(Dataset entries)
***

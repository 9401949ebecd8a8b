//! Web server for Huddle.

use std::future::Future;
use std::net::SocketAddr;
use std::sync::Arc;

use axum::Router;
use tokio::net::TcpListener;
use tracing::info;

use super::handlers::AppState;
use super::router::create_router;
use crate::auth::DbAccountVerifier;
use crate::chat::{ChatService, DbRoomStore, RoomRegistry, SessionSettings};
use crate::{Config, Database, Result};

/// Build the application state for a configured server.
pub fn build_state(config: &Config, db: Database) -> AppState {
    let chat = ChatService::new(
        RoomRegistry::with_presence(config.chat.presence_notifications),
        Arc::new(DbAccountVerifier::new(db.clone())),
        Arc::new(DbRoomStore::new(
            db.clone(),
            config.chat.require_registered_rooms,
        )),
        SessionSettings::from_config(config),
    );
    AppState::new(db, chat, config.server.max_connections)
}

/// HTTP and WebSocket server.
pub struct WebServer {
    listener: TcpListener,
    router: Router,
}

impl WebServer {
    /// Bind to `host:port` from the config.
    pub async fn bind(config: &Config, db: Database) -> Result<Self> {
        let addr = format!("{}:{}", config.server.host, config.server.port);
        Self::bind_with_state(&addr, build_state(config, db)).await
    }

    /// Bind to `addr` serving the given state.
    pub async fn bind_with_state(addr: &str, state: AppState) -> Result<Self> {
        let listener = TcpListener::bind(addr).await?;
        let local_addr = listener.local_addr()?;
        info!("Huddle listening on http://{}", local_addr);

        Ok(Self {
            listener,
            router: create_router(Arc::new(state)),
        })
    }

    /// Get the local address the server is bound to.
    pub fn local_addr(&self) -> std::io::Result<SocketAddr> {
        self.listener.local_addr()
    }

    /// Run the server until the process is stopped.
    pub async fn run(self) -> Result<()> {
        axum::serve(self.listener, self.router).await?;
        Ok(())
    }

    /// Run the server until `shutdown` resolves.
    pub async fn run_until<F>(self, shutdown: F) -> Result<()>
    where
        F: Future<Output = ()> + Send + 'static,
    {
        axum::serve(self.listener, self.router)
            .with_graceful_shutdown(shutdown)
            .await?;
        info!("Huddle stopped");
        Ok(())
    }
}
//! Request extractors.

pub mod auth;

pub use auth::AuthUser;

***

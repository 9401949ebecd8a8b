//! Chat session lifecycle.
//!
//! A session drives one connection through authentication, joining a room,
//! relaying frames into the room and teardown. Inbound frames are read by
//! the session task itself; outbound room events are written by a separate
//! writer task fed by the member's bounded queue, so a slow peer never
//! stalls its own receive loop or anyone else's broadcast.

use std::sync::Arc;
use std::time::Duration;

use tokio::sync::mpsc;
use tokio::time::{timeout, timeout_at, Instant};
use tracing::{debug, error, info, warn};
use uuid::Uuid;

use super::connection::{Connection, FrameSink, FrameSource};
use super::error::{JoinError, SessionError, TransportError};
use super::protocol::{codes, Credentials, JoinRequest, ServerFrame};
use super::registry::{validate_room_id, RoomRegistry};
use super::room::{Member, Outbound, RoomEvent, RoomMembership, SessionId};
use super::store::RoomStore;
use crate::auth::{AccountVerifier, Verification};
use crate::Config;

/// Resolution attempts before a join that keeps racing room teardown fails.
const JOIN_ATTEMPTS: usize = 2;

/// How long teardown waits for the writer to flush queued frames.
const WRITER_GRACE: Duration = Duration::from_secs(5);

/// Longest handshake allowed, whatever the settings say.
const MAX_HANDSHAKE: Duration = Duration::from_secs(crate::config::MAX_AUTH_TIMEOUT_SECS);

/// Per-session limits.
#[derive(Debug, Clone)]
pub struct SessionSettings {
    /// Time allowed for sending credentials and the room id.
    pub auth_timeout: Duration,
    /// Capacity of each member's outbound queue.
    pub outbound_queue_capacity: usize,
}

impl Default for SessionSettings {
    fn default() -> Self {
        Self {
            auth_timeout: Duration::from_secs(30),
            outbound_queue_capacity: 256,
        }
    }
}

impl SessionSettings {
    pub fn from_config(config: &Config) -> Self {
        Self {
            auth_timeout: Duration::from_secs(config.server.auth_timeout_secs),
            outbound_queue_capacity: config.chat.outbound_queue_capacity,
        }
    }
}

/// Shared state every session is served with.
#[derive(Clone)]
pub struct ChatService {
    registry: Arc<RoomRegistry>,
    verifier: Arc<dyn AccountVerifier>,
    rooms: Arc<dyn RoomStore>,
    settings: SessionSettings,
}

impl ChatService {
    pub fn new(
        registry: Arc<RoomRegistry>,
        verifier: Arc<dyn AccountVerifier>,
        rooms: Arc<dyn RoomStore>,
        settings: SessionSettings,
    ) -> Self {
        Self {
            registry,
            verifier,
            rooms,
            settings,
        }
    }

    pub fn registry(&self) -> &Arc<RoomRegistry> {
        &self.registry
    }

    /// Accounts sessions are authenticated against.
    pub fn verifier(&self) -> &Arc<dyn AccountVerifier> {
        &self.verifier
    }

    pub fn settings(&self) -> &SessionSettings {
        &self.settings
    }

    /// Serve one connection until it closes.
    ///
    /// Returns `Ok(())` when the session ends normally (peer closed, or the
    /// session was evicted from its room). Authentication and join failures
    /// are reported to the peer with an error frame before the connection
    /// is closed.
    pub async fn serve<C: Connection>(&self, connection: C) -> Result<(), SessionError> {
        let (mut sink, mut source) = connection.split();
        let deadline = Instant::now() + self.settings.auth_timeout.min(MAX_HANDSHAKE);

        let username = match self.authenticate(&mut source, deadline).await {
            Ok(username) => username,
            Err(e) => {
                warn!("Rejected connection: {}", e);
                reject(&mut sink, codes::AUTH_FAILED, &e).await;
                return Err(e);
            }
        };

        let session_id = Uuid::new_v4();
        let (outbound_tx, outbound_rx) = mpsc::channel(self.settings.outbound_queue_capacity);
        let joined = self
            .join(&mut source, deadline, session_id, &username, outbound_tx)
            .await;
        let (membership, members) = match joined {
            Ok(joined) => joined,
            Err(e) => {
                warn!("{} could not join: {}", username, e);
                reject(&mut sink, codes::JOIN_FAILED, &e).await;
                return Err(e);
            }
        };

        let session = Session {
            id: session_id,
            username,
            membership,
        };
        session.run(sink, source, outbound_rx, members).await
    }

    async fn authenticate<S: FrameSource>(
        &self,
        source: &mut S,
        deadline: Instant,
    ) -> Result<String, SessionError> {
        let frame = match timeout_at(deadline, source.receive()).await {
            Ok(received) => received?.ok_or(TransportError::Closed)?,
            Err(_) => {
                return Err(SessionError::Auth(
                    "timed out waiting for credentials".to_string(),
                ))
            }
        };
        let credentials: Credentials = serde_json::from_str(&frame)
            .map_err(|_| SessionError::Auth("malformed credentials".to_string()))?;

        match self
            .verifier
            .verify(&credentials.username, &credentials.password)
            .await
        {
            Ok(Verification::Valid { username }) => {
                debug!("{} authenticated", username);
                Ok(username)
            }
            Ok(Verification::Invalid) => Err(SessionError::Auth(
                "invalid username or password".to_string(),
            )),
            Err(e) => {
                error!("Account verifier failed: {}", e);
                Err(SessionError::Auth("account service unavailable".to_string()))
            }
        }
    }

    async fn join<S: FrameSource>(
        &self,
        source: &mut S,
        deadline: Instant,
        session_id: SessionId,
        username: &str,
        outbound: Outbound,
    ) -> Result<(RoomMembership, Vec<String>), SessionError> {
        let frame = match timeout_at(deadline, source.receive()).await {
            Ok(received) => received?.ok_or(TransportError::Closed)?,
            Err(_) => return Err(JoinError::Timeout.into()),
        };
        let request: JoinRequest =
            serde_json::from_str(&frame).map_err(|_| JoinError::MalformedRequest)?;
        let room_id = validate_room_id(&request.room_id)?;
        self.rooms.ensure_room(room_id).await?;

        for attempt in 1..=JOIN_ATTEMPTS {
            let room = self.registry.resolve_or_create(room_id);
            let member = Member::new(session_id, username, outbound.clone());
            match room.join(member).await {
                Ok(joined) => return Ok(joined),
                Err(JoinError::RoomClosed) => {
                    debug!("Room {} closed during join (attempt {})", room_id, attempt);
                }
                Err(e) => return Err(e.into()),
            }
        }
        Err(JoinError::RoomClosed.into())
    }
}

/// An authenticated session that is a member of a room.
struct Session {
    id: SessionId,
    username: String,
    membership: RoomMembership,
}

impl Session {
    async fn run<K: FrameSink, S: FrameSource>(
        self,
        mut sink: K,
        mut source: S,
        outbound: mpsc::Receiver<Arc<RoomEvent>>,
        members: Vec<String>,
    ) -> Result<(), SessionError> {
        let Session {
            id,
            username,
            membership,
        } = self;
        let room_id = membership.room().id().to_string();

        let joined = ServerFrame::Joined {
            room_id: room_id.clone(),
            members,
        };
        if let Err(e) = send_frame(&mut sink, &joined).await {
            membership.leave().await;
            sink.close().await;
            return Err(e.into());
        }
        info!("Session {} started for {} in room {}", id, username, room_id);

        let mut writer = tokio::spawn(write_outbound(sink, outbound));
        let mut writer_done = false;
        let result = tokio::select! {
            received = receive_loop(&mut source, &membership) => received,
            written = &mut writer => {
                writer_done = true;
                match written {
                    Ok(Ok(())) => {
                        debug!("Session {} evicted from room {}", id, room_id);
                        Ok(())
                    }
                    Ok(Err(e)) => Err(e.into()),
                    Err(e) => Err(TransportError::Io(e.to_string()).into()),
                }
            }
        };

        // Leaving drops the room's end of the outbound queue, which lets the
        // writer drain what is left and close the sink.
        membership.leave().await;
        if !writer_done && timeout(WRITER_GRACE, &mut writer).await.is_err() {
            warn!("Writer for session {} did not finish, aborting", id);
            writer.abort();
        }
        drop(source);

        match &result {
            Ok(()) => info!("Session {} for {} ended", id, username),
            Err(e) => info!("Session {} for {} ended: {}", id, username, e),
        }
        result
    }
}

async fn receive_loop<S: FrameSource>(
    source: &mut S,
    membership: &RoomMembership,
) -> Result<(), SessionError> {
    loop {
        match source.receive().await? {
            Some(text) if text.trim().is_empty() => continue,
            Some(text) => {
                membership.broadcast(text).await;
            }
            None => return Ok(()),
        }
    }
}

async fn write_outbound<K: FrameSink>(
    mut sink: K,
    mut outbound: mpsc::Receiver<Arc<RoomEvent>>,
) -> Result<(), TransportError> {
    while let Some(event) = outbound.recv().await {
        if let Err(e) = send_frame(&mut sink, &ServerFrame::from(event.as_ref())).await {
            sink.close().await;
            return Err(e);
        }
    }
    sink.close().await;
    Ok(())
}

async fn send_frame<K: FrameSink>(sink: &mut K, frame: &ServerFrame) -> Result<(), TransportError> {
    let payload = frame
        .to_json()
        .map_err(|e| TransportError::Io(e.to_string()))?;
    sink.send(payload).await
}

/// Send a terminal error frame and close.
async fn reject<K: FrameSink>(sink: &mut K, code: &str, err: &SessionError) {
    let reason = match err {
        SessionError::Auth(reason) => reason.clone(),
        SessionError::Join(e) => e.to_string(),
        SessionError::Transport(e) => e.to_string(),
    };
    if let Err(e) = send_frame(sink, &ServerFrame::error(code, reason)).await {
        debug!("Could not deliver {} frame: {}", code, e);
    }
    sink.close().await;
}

***

Your goal: Every line in the records above that has "Receiver" counts once. Give the total and nothing else.

Exercise result: 2